Why Anger is Different from Other Emotions

Of all the emotions, anger is perhaps the one that most people have the hardest time dealing with. That’s most likely because anger is not like the other emotions. It is unique. In fact, a 2017 survey by the Mental Health Foundation of 2000 people found that 28% are sometimes worried about the level of anger that they feel. While feeling anger can have negative consequences, anger, in general, can move us toward a happier and healthier life. Here are 5 ways anger is not like other emotions.

  1.  It’s Motivating

Anger gives us energy. And while other emotions tend to make us withdraw from others and life, anger causes us to want to engage. Anger is the motivator that gets us to interact with other people, perhaps those we feel are negatively impacting our life. Anger is what often catapults us into social situations and events that are necessary to bring about change. Anger is one activating emotion.

  1. Anger is Complicated

Anger is not a singular experience, but rather a grouping of feelings. When we become angry, it is because we first feel something else: marginalized, hurt, disrespected, vulnerable, or neglected. In this way, anger is much more complicated than other emotions.

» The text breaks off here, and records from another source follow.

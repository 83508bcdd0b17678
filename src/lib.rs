//! Update Limit Notifier - warns an account before it hits its posting limit.
//!
//! The service allows a fixed number of posts per *section*. A section opens
//! with the first post after at least three hours of silence and the limit
//! lifts three hours after that first post. This library tracks the current
//! section for one account and fires a single warning per section once the
//! post count reaches a configurable threshold.
//!
//! # Architecture
//!
//! ```text
//! ┌─────────────────────────────────────────────────────────────┐
//! │                    Update Limit Notifier                    │
//! ├─────────────────────────────────────────────────────────────┤
//! │  ┌─────────────┐   ┌─────────────┐   ┌─────────────┐        │
//! │  │ Post stream │──▶│ Controller  │──▶│  Section    │        │
//! │  │  (external) │   │ (lifecycle) │   │  Tracker    │        │
//! │  └─────────────┘   └─────────────┘   └─────────────┘        │
//! │                       │       ▲            │                │
//! │                       ▼       │            ▼                │
//! │  ┌─────────────┐   ┌─────────────┐   ┌─────────────┐        │
//! │  │  History    │──▶│  Section    │   │  Notifier   │        │
//! │  │  Provider   │   │  Finder     │   │  (action)   │        │
//! │  └─────────────┘   └─────────────┘   └─────────────┘        │
//! └─────────────────────────────────────────────────────────────┘
//! ```
//!
//! # Example
//!
//! ```no_run
//! use std::sync::Arc;
//! use update_limit_notifier::provider::{AccountIdentity, StaticHistory, StdoutNotifyAction};
//! use update_limit_notifier::{Controller, NotifySettings};
//!
//! let controller = Controller::builder(
//!     Arc::new(StaticHistory::default()),
//!     Arc::new(AccountIdentity::new("alice")),
//!     Arc::new(StdoutNotifyAction),
//! )
//! .settings(NotifySettings::with_threshold(120))
//! .build()
//! .expect("valid settings");
//!
//! controller.start_blocking().expect("history scan failed");
//! println!("{}", controller.snapshot().summary());
//! ```

pub mod activity;
pub mod clock;
pub mod config;
pub mod controller;
pub mod core;
pub mod notifier;
pub mod post;
pub mod provider;
pub mod status;

// Re-export key types at crate root for convenience
pub use activity::{ActivityLog, ActivityStats, SharedActivityLog};
pub use clock::{Clock, FixedClock, SystemClock};
pub use config::{Config, ConfigError, NotifySettings};
pub use controller::{BootstrapError, Controller, ControllerBuilder, Phase, TrackerEvent};
pub use core::{find_section, Section, SectionEstimate, SectionFinder, SectionTracker};
pub use notifier::Notifier;
pub use post::{Post, PostId};
pub use provider::{HistoryError, HistoryProvider, IdentityCheck, NotifyAction, NotifyError};
pub use status::Status;

// Webhook re-exports (when enabled)
#[cfg(feature = "webhook")]
pub use provider::{WebhookConfig, WebhookNotifyAction};

/// Library version.
pub const VERSION: &str = env!("CARGO_PKG_VERSION");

  1.  It Yearns to be Expressed 

Other emotions can simply be felt silently, but not anger. It wants to be famous, a star, something that everyone knows about. Anger insists that it be expressed out loud. Unfortunately, most people misdirect their anger, erupting at the wrong times and at the wrong people.

  1. It Can Be Turned Inward or Outward

While we are directing that anger outwardly, and sometimes toward the wrong people, we can just as easily direct it inward toward ourselves. We generally don’t even realize we are doing it until we have done emotional damage.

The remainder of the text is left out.